I feel closer to my neighbors than ever before. We all wear masks, casual acquaintances ask after each other’s well-being while dog walking, apartment dwellers offer to shop for those more immunocompromised, my upstairs neighbors returning from Florida are strictly following the fourteen day quarantine regulations.
So far, this summer hasn’t been too hot, too muggy, too rainy. I’ve been able to get outside almost every day for long strolls in Riverside Park. I’m reluctant to go so far as to dine at one of the many restaurants offering curbside service, despite how charming many eateries have made these spaces. Sometimes, I feel almost as if I am in Europe, with the corner bodega bedecked with tiers of flowers and plants and the many vegetable and fruit stands peddling their wares street side, outdoor cafe life in full swing.
But this isn’t Europe. It’s Trump’s America. Lord knows when we will ever again be welcomed as tourists in Europe, or Asia or most anywhere else. I’ve been nagging my husband to renew his soon-to-expire passport for months, but now I wonder whether he should even bother.
Listening to Governor Cuomo give one of his signature updates this morning, I was at once heartened and immeasurably saddened by his tone of frustration, even anger at the failure of the federal government to take the lessons learned in New York and apply them to the rest of the country. I’m not the only one heartbroken by the fact that our collective pain hasn’t been redeemed by preventing a similar fate from happening elsewhere. And it threatens to stealthily return in the bodies of those who come here from places that haven’t done the things proven to keep people safe.
My world has shrunk. Not just because of “New York Pause” and the three months I spent virtually imprisoned in my apartment, but because now that I have the choice to move about more in the world, I either can’t or don’t want to. We haven’t even had an indoor get together with our family members yet, let alone strangers.
My family canceled our vacation out of state in early June once we knew that we would have to quarantine for the entire two weeks. We’ve rented a cabin in upstate New York instead, where we know that we will still be under the mandates set out by our governor.

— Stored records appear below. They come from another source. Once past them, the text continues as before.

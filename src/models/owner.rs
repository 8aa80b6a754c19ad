use crate::schema::owners;
use chrono::NaiveDateTime;
use diesel::deserialize::FromSqlRow;
use diesel::expression::AsExpression;
use diesel::prelude::*;
use diesel::sql_types::Text;
use serde::{Deserialize, Serialize};
use std::fmt;
use std::str::FromStr;

#[derive(
    Debug, Clone, Copy, PartialEq, Eq, Hash, Serialize, Deserialize, AsExpression, FromSqlRow,
)]
#[diesel(sql_type = Text)]
#[serde(rename_all = "lowercase")]
pub enum PermissionLevel {
    Read,
    Write,
    Admin,
}

impl PermissionLevel {
    pub fn as_str(&self) -> &'static str {
        match self {
            PermissionLevel::Read => "read",
            PermissionLevel::Write => "write",
            PermissionLevel::Admin => "admin",
        }
    }

    pub fn can_write(&self) -> bool {
        matches!(self, PermissionLevel::Write | PermissionLevel::Admin)
    }
}

impl FromStr for PermissionLevel {
    type Err = String;

    fn from_str(s: &str) -> Result<Self, Self::Err> {
        match s {
            "read" => Ok(PermissionLevel::Read),
            "write" => Ok(PermissionLevel::Write),
            "admin" | "full" => Ok(PermissionLevel::Admin),
            other => Err(format!("unknown permission level: {other}")),
        }
    }
}

impl fmt::Display for PermissionLevel {
    fn fmt(&self, f: &mut fmt::Formatter<'_>) -> fmt::Result {
        f.write_str(self.as_str())
    }
}

text_column_enum!(PermissionLevel);

// Package ownership - append-only, repeated adds keep every row
#[derive(Queryable, Selectable, Serialize, Deserialize, Debug, Clone, PartialEq)]
#[diesel(table_name = owners)]
#[diesel(check_for_backend(diesel::sqlite::Sqlite))]
pub struct Owner {
    pub id: i32,
    pub package_name: String,
    pub username: String,
    pub level: PermissionLevel,
    pub created_at: NaiveDateTime,
}

#[derive(Insertable, Debug)]
#[diesel(table_name = owners)]
pub struct NewOwner {
    pub package_name: String,
    pub username: String,
    pub level: PermissionLevel,
    pub created_at: NaiveDateTime,
}

impl NewOwner {
    pub fn new(package_name: String, username: String, level: PermissionLevel) -> Self {
        Self {
            package_name,
            username,
            level,
            created_at: chrono::Utc::now().naive_utc(),
        }
    }
}
use diesel::result::{DatabaseErrorKind, Error as DieselError};
use thiserror::Error;

/// Errors returned by every registry operation.
#[derive(Debug, Error)]
pub enum RegistryError {
    #[error("invalid input: {0}")]
    InvalidInput(String),

    #[error("name already taken: {0}")]
    DuplicateName(String),

    #[error("not found: {0}")]
    NotFound(String),

    #[error("upstream registry is disabled")]
    UpstreamDisabled,

    #[error("storage failure: {0}")]
    StorageFailure(String),

    #[error("dependency missing: {0}")]
    DependencyMissing(String),
}

pub type RegistryResult<T> = std::result::Result<T, RegistryError>;

impl From<DieselError> for RegistryError {
    fn from(err: DieselError) -> Self {
        match err {
            DieselError::DatabaseError(DatabaseErrorKind::UniqueViolation, info) => {
                RegistryError::DuplicateName(info.message().to_string())
            }
            other => RegistryError::StorageFailure(format!("Database error: {other}")),
        }
    }
}

impl From<diesel::r2d2::Error> for RegistryError {
    fn from(err: diesel::r2d2::Error) -> Self {
        RegistryError::StorageFailure(format!("Database connection error: {err}"))
    }
}

impl From<diesel::r2d2::PoolError> for RegistryError {
    fn from(err: diesel::r2d2::PoolError) -> Self {
        RegistryError::StorageFailure(format!("Database pool error: {err}"))
    }
}

impl From<BlobError> for RegistryError {
    fn from(err: BlobError) -> Self {
        RegistryError::StorageFailure(format!("Blob store error: {err}"))
    }
}

/// Errors raised by a blob store backend.
#[derive(Debug, Error)]
pub enum BlobError {
    #[error("blob not found: {0}")]
    NotFound(String),

    #[error("invalid blob key: {0}")]
    InvalidKey(String),

    #[error("blob i/o error: {0}")]
    Io(#[from] std::io::Error),
}

pub type BlobResult<T> = std::result::Result<T, BlobError>;

/// Errors raised by an upstream registry client. These never reach
/// registry callers; the caching proxy collapses them to `NotFound`.
#[derive(Debug, Error)]
pub enum UpstreamError {
    #[error("upstream registry is disabled")]
    Disabled,

    #[error("not found upstream: {0}")]
    NotFound(String),

    #[error("upstream returned status {0}")]
    Status(u16),

    #[error("network error: {0}")]
    Http(#[from] reqwest::Error),

    #[error("failed to decode upstream response: {0}")]
    Decode(String),
}

pub type UpstreamResult<T> = std::result::Result<T, UpstreamError>;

The thought of traveling to a location that doesn’t observe social distancing, where people refuse to wear masks, where I might even be castigated for protecting myself, is just too anxiety-producing. My husband is regularly tested as part of his cancer treatment regimen. My daughter and son-in-law got tested in advance of our trip just to give us all peace of mind that none of us are asymptomatic.
I’ve heard people refer to the time before lockdown as “the before times.” I have a hard time imagining what “the after times” will look like. I’ve lost so much faith in my country’s government not to mention my fellow countrymen. My lifelong Quaker testimony to “look for that of God in every man” is being challenged by every viral video of a new Karen or Kyle. I cringe listening to Republican officials try to spin the unspinnable. I am angered that Dr. Fauci is being attacked in an effort to shift blame from the White House, that Roger Stone has been pardoned, that Breonna Taylor’s killers are still out free, that Trump won’t release his tax returns.
So much has been exposed in the last six months, that I wonder what it will take to cure the plagues of racism, callousness toward the less fortunate among us, police brutality, xenophobia, corruption and ineptitude that have ridden on the back of the pandemic. My heart is broken as I watch my country become a pariah state. I’m struggling to breathe, not from COVID-19, but from the exhaustion of staying positive in the face of the willful disregard of science, of history, of basic human decency and common sense that I see each day.
And then I remember my own Nana’s advice, the mantra that has saved me from despair so many times in the course of a long life: “This too shall pass.” Time to tackle my To Do list before going on vacation, time to email a few friends, time to bake some bread, time to get over myself, to buck up. “See you on the flip side,” as we used to say ;-).